### Data listing

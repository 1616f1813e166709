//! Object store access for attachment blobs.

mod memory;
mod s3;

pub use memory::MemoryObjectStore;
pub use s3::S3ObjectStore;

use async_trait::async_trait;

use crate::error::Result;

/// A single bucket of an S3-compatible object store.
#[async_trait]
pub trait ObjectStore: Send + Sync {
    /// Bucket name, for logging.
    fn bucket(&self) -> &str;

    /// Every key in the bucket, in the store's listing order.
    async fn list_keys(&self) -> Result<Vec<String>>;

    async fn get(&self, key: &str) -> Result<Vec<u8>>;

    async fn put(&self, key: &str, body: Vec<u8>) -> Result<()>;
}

### Required action
All of the data above should be set down again exactly.

### Worked solution
repository 1616f1813e166709
//! Object store access for attachment blobs.

mod memory;
mod s3;

pub use memory::MemoryObjectStore;
pub use s3::S3ObjectStore;

use async_trait::async_trait;

use crate::error::Result;

/// A single bucket of an S3-compatible object store.
#[async_trait]
pub trait ObjectStore: Send + Sync {
    /// Bucket name, for logging.
    fn bucket(&self) -> &str;

    /// Every key in the bucket, in the store's listing order.
    async fn list_keys(&self) -> Result<Vec<String>>;

    async fn get(&self, key: &str) -> Result<Vec<u8>>;

    async fn put(&self, key: &str, body: Vec<u8>) -> Result<()>;
}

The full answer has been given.